Toute la lire n°3

 

Après l’orange vif du premier numéro et le bleu ciel du deuxième, c’est d’un délicat lilas que s’habille la couverture de la dernière livraison de Toute la lire, revue dirigée par Christian Désagulier et conçue par Julia Tabakhova. N’aborde pas cette revue qui veut ; il faut s’armer de curiosité et d’un passeport en bonne et due forme. C’est qu’ici, dépaysement oblige, on voit du pays.
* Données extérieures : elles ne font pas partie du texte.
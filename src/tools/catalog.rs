//! Static operation catalogue.
//!
//! One row per operation. The read/write tag is not stored here: it comes
//! from [`WRITE_TOOLS`](crate::guards::WRITE_TOOLS) so the write gate and the
//! advertised catalogue can never disagree.

use serde::Serialize;
use serde_json::{json, Map, Value};

use crate::guards::is_write_tool;

#[derive(Debug, Clone, Copy, PartialEq, Eq)]
pub enum ParamType {
    String,
    Number,
    Boolean,
    Object,
    Array,
}

impl ParamType {
    fn json_type(self) -> &'static str {
        match self {
            ParamType::String => "string",
            ParamType::Number => "number",
            ParamType::Boolean => "boolean",
            ParamType::Object => "object",
            ParamType::Array => "array",
        }
    }
}

#[derive(Debug, Clone, Copy)]
pub struct Param {
    pub name: &'static str,
    pub ty: ParamType,
    pub required: bool,
    pub description: &'static str,
}

const fn req(name: &'static str, ty: ParamType, description: &'static str) -> Param {
    Param {
        name,
        ty,
        required: true,
        description,
    }
}

const fn opt(name: &'static str, ty: ParamType, description: &'static str) -> Param {
    Param {
        name,
        ty,
        required: false,
        description,
    }
}

#[derive(Debug, Clone, Copy)]
pub struct ToolDef {
    pub name: &'static str,
    pub description: &'static str,
    pub params: &'static [Param],
}

/// Advertised description of one operation.
#[derive(Debug, Clone, Serialize)]
pub struct ToolSpec {
    pub name: String,
    pub description: String,
    pub read_only: bool,
    pub input_schema: Value,
}

impl ToolDef {
    pub fn read_only(&self) -> bool {
        !is_write_tool(self.name)
    }

    /// JSON Schema for the input object.
    pub fn input_schema(&self) -> Value {
        let mut properties = Map::new();
        let mut required = Vec::new();
        for param in self.params {
            properties.insert(
                param.name.to_string(),
                json!({"type": param.ty.json_type(), "description": param.description}),
            );
            if param.required {
                required.push(Value::String(param.name.to_string()));
            }
        }
        json!({
            "type": "object",
            "properties": properties,
            "required": required,
        })
    }

    pub fn spec(&self) -> ToolSpec {
        ToolSpec {
            name: self.name.to_string(),
            description: self.description.to_string(),
            read_only: self.read_only(),
            input_schema: self.input_schema(),
        }
    }
}

use ParamType::{Array, Boolean, Number, Object, String as Str};

const ENTITY: Param = req("entity_id", Str, "Entity id, e.g. light.kitchen");

pub static TOOLS: &[ToolDef] = &[
    // -- entities ----------------------------------------------------------
    ToolDef {
        name: "ha_status",
        description: "Home Assistant configuration and version",
        params: &[],
    },
    ToolDef {
        name: "ha_list_entities",
        description: "List entities, optionally filtered by domain, state and area",
        params: &[
            opt("domain", Str, "Only entities in this domain"),
            opt("state", Str, "Only entities in this exact state"),
            opt("area", Str, "Only entities whose area_id matches"),
        ],
    },
    ToolDef {
        name: "ha_get_state",
        description: "Current state of one entity",
        params: &[ENTITY],
    },
    ToolDef {
        name: "ha_search_entities",
        description: "Case-insensitive search over entity ids and friendly names",
        params: &[req("pattern", Str, "Substring to look for")],
    },
    ToolDef {
        name: "ha_list_services",
        description: "Available services grouped by domain",
        params: &[],
    },
    // -- lights ------------------------------------------------------------
    ToolDef {
        name: "ha_light_on",
        description: "Turn a light on",
        params: &[
            ENTITY,
            opt("brightness", Number, "Brightness 0-255"),
            opt("color_temp", Number, "Color temperature in mireds"),
            opt("rgb_color", Array, "[r, g, b]"),
            opt("transition", Number, "Transition in seconds"),
        ],
    },
    ToolDef {
        name: "ha_light_off",
        description: "Turn a light off",
        params: &[ENTITY],
    },
    ToolDef {
        name: "ha_light_toggle",
        description: "Toggle a light",
        params: &[ENTITY],
    },
    ToolDef {
        name: "ha_light_list",
        description: "List lights with brightness and color",
        params: &[],
    },
    // -- switches ----------------------------------------------------------
    ToolDef {
        name: "ha_switch_on",
        description: "Turn a switch on",
        params: &[ENTITY],
    },
    ToolDef {
        name: "ha_switch_off",
        description: "Turn a switch off",
        params: &[ENTITY],
    },
    ToolDef {
        name: "ha_switch_toggle",
        description: "Toggle a switch",
        params: &[ENTITY],
    },
    // -- climate -----------------------------------------------------------
    ToolDef {
        name: "ha_climate_set_temp",
        description: "Set a thermostat target temperature",
        params: &[ENTITY, req("temperature", Number, "Target temperature")],
    },
    ToolDef {
        name: "ha_climate_set_mode",
        description: "Set a thermostat HVAC mode",
        params: &[ENTITY, req("hvac_mode", Str, "heat, cool, auto, off, ...")],
    },
    ToolDef {
        name: "ha_climate_set_preset",
        description: "Set a thermostat preset",
        params: &[ENTITY, req("preset_mode", Str, "eco, away, boost, ...")],
    },
    ToolDef {
        name: "ha_climate_list",
        description: "List climate entities",
        params: &[],
    },
    // -- media -------------------------------------------------------------
    ToolDef {
        name: "ha_media_play",
        description: "Resume playback",
        params: &[ENTITY],
    },
    ToolDef {
        name: "ha_media_pause",
        description: "Pause playback",
        params: &[ENTITY],
    },
    ToolDef {
        name: "ha_media_stop",
        description: "Stop playback",
        params: &[ENTITY],
    },
    ToolDef {
        name: "ha_media_volume",
        description: "Set media player volume",
        params: &[ENTITY, req("volume_level", Number, "Volume between 0.0 and 1.0")],
    },
    ToolDef {
        name: "ha_media_play_media",
        description: "Play a specific media item",
        params: &[
            ENTITY,
            req("content_id", Str, "Media content id or URL"),
            req("content_type", Str, "music, video, playlist, ..."),
        ],
    },
    // -- covers ------------------------------------------------------------
    ToolDef {
        name: "ha_cover_open",
        description: "Open a cover",
        params: &[ENTITY],
    },
    ToolDef {
        name: "ha_cover_close",
        description: "Close a cover",
        params: &[ENTITY],
    },
    ToolDef {
        name: "ha_cover_position",
        description: "Move a cover to a position",
        params: &[ENTITY, req("position", Number, "Position between 0 and 100")],
    },
    // -- scenes, scripts, automations --------------------------------------
    ToolDef {
        name: "ha_scene_activate",
        description: "Activate a scene",
        params: &[ENTITY],
    },
    ToolDef {
        name: "ha_script_run",
        description: "Run a script",
        params: &[ENTITY, opt("variables", Object, "Script variables")],
    },
    ToolDef {
        name: "ha_automation_trigger",
        description: "Trigger an automation",
        params: &[ENTITY, opt("skip_condition", Boolean, "Skip the automation's conditions")],
    },
    ToolDef {
        name: "ha_sensor_list",
        description: "List sensors",
        params: &[],
    },
    // -- history -----------------------------------------------------------
    ToolDef {
        name: "ha_history",
        description: "State history for a time window",
        params: &[
            opt("entity_id", Str, "Restrict to one entity"),
            opt("start", Str, "ISO-8601 start, defaults to the configured window"),
            opt("end", Str, "ISO-8601 end"),
        ],
    },
    ToolDef {
        name: "ha_logbook",
        description: "Logbook entries for a time window",
        params: &[
            opt("entity_id", Str, "Restrict to one entity"),
            opt("start", Str, "ISO-8601 start, defaults to the configured window"),
            opt("end", Str, "ISO-8601 end"),
        ],
    },
    // -- generic -----------------------------------------------------------
    ToolDef {
        name: "ha_call_service",
        description: "Call any service in an allowed domain",
        params: &[
            req("domain", Str, "Service domain"),
            req("service", Str, "Service name"),
            opt("service_data", Object, "Service payload"),
        ],
    },
    ToolDef {
        name: "ha_fire_event",
        description: "Fire a custom event",
        params: &[
            req("event_type", Str, "Event type"),
            opt("event_data", Object, "Event payload"),
        ],
    },
    ToolDef {
        name: "ha_render_template",
        description: "Render a Jinja2 template on the hub",
        params: &[
            req("template", Str, "Template source"),
            opt("variables", Object, "Template variables"),
        ],
    },
    ToolDef {
        name: "ha_notify",
        description: "Send a notification through a notify service",
        params: &[
            req("target", Str, "Notify service name, e.g. mobile_app_phone"),
            req("message", Str, "Message body"),
            opt("title", Str, "Message title"),
            opt("data", Object, "Platform specific extras"),
        ],
    },
];

/// Look up an operation by name.
pub fn find(name: &str) -> Option<&'static ToolDef> {
    TOOLS.iter().find(|def| def.name == name)
}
Entre autres choses on passe d’une suite de poèmes traduits du vieux nordique, sorte d’initiation à la runologie, à une immersion « moscovite postsoviétique » avec les travaux assez saisissants de Sarah Carton de Grammont, issus de sa thèse de doctorat en anthropologie sociale et ethnologie. Avant cela, et en compagnie de Francis Falceto, on se téléportera du coté d’Addis Abeba pour cogiter sur la très sibylline épitaphe voulue par le méconnu Sebhat Guèbrè-Egziabhér (1936-2012), un écrivain éthiopien à tout le moins électron libre. Citons encore, autre halte, un détour par New York. C’est là-bas, en 2013, que Leslie Kaplan (pour mémoire elle est née dans cette ville en 1943) fit une conférence sur le langage : « La psychanalyse et la littérature, par l’attention prêtée aux mots, visent, chacune à leur façon, une désaliénation, c’est-à-dire, plus d’ouverture, plus de disponibilité au monde, aux rencontres, au hasard, comme le dit Freud. Ce sont deux pratiques de l’étonnement. La psychanalyse et la littérature ont en commun le refus de la catégorie, de la case et du cas », déclarait-elle à cette occasion. Faut-il voir dans cette dernière partie du propos une mise en abyme ? Car c’est exactement ce dont il s’agit ici, dans cette revue. Ses intentions, je veux dire : décloisonner les catégories, brouiller les cases (comme qui dirait brouiller les pistes) et aggraver (au sens, positif, d’approfondir) son cas. Cette recherche constante des singularités n’est certes pas toujours évidente, dans les choix éditoriaux s’entend, mais elle est stimulante, et c’est là sans doute l’essentiel.